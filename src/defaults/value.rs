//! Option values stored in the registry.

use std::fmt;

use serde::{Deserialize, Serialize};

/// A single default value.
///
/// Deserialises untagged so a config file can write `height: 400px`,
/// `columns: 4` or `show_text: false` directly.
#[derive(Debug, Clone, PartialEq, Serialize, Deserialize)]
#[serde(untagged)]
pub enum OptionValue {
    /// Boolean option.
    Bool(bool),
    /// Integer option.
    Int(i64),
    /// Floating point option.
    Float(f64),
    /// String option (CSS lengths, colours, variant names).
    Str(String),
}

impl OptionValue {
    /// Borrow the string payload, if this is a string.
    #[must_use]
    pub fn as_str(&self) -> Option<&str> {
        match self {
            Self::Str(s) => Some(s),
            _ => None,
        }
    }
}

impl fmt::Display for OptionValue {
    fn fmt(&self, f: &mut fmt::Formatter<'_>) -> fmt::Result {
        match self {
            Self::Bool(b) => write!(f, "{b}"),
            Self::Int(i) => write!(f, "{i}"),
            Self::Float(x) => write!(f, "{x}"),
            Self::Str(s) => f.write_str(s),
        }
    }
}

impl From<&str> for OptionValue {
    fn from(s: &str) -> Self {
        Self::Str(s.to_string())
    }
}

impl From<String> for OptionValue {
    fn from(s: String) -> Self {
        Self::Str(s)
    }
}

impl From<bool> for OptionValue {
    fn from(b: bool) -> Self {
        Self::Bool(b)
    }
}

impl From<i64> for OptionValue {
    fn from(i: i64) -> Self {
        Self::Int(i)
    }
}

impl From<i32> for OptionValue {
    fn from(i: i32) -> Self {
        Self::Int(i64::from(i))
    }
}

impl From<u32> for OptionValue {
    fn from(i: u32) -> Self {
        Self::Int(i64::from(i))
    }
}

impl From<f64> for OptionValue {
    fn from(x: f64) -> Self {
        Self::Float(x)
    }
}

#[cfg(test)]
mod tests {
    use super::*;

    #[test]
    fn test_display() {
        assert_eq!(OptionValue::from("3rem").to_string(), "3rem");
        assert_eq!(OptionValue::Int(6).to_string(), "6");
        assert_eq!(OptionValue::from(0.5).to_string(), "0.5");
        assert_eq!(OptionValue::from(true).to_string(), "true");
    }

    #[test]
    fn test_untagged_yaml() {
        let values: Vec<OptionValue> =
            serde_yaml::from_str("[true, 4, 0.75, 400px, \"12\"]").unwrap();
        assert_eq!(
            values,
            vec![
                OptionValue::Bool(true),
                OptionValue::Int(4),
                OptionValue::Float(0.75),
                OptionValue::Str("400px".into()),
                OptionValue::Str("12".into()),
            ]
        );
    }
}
* * *
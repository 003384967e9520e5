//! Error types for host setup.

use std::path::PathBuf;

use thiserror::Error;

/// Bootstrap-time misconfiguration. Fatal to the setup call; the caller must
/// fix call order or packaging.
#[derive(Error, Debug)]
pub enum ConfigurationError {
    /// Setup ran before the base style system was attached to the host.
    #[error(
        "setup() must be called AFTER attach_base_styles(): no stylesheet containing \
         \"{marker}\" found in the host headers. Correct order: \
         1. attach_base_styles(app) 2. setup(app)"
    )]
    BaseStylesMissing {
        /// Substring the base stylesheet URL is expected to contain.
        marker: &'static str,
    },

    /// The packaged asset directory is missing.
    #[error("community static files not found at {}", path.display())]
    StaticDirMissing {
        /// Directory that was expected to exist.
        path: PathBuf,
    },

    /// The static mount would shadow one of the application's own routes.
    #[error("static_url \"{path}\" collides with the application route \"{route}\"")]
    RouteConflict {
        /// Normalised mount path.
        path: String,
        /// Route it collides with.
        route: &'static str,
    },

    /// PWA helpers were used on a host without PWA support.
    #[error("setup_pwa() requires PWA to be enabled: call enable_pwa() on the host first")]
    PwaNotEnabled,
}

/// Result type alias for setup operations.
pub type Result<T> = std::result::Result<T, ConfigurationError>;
* * *
* **WORK TO BE COMPLETED**:
Give the number of lines in the listing above that contain "found", and nothing else.

* **RESPONSE FOR THIS EXERCISE**:
2